Friday, December 03, 2004

Internet Security

Via Drudge.

George Tenet says that we need to tighten up Internet Security to blunt attacks on our infrastructure.

Former CIA Director George J. Tenet yesterday called for new security measures to guard against attacks on the United States that use the Internet, which he called "a potential Achilles' heel."

"I know that these actions will be controversial in this age when we still think the Internet is a free and open society with no control or accountability," he told an information-technology security conference in Washington, "but ultimately the Wild West must give way to governance and control."
I agree with George about our Internent vulnerability. I disagree that we need more "governance and control" to solve the problem.
The way the Internet was built might be part of the problem, he said. Its open architecture allows Web surfing, but that openness makes the system vulnerable, Mr. Tenet said.

Access to networks like the World Wide Web might need to be limited to those who can show they take security seriously, he said.
What George is saying is that the Inherent Design of the internet is not compatible with infrastructure security. Duh.

What we actually need is less stupidity.

What we need to do is to provide more security for our networked systems. The Internent is not the answer to infrastructure control problems. It is inherently insecure. As a controls engineer I have been arguing this point for at least five years. Well before 9/11.

Wiring up a factory to use the Internet Protocol (IP) for in factory and inter factory control is a stupid idea. Since the IP is well understood using it to destroy a facility would be rather easy. Nothing new to learn except the control settings of the individual factory or company.

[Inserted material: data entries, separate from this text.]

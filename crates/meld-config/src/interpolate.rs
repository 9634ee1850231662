//! Environment-variable interpolation over the config tree.
//!
//! Every `${NAME}` occurrence in a string value is substituted from an
//! explicit name→value map. Unset names leave the placeholder text in place
//! and produce a warning; interpolation itself never fails. Object keys are
//! never interpolated, only values.

use std::collections::BTreeMap;
use std::sync::LazyLock;

use regex::{Captures, Regex};
use serde_json::Value;

/// Name→value map fed into interpolation.
///
/// Passed explicitly instead of reading ambient process state so tests are
/// deterministic; [`env_vars`] snapshots the process environment at the CLI
/// boundary.
pub type EnvVars = BTreeMap<String, String>;

static ENV_VAR: LazyLock<Regex> = LazyLock::new(|| {
    Regex::new(r"\$\{([A-Za-z_][A-Za-z0-9_]*)\}").expect("Invalid env var regex")
});

/// Snapshot the process environment.
pub fn env_vars() -> EnvVars {
    std::env::vars().collect()
}

/// Interpolate `${NAME}` placeholders throughout a value tree.
///
/// Returns the rewritten tree and one warning per unresolved occurrence.
pub fn interpolate(value: Value, vars: &EnvVars) -> (Value, Vec<String>) {
    let mut warnings = Vec::new();
    let resolved = walk(value, vars, &mut warnings);
    (resolved, warnings)
}

fn walk(value: Value, vars: &EnvVars, warnings: &mut Vec<String>) -> Value {
    match value {
        Value::String(s) => Value::String(substitute(&s, vars, warnings)),
        Value::Array(items) => Value::Array(
            items
                .into_iter()
                .map(|item| walk(item, vars, warnings))
                .collect(),
        ),
        Value::Object(map) => Value::Object(
            map.into_iter()
                .map(|(key, val)| (key, walk(val, vars, warnings)))
                .collect(),
        ),
        other => other,
    }
}

fn substitute(input: &str, vars: &EnvVars, warnings: &mut Vec<String>) -> String {
    ENV_VAR
        .replace_all(input, |caps: &Captures| {
            let name = &caps[1];
            match vars.get(name) {
                Some(value) => value.clone(),
                None => {
                    warnings.push(format!("Environment variable not set: {name}"));
                    caps[0].to_string()
                }
            }
        })
        .into_owned()
}
//! Loading `meld.jsonc` into a raw value tree.
//!
//! The hub config is JSON-with-comments; parsing produces an untyped
//! `serde_json::Value` so that validation and env interpolation can run
//! before the typed [`Config`](crate::Config) is built.

use jsonc_parser::ParseOptions;
use serde_json::Value;

use meld_fs::{io, HubEntry, HubPath};

use crate::error::{Error, Result};

/// Read and parse the hub's `meld.jsonc` into a raw value tree.
pub fn load_raw(hub_dir: &HubPath) -> Result<Value> {
    let config_path = hub_dir.join(HubEntry::ConfigFile.as_str());

    if !config_path.is_file() {
        return Err(Error::NotFound {
            path: config_path.to_native(),
        });
    }

    let raw = io::read_text(&config_path)?;

    let parsed = jsonc_parser::parse_to_serde_value(&raw, &ParseOptions::default()).map_err(
        |e| Error::Parse {
            path: config_path.to_native(),
            message: e.to_string(),
        },
    )?;

    parsed.ok_or_else(|| Error::Parse {
        path: config_path.to_native(),
        message: "empty config document".to_string(),
    })
}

Worse is controlling a factory with wireless internet. With that kind of setup you don't have any fire wall between your operations and the outside world. In fact you don't even need to know IP or wireless protocols to cause trouble. All you need is a jammer to bring a factory to its knees. And the jammer need not be on continuously. An intermittent jammer could wreak havoc with sensitive factory processes.

Some current and future aircraft designs are using IP as a communications protocol instead of a custom one. Aircraft. Stupid.

My prescription: all factory intercommunication ought to be done with custom protocols done over hard wires or better yet fiber optic cable. Control functions need to be separated from data collection. Fire walls are essential - several levels of fire wall in fact.

This does not need new Internet rules or governance. It just needs an end to stupidity.

2 comments:

DaveG said...

And excellent documentation! I have no idea what my company would do if I left. They're very dependent on custom software I've developed, but I'm a lazy SOB when it comes to documentation.

Custom protocols would have to be extremely well documented to ensure continuity of business through staffing changes.

Or not. I could be full of it.

Eric said...

That some company might be stupid enough to run crucial operations by means of the Internet is an argument for that company going broke; not for restrictions on the Internet.

The problem is that stupidity by some is increasingly used as an argument for punishing us all.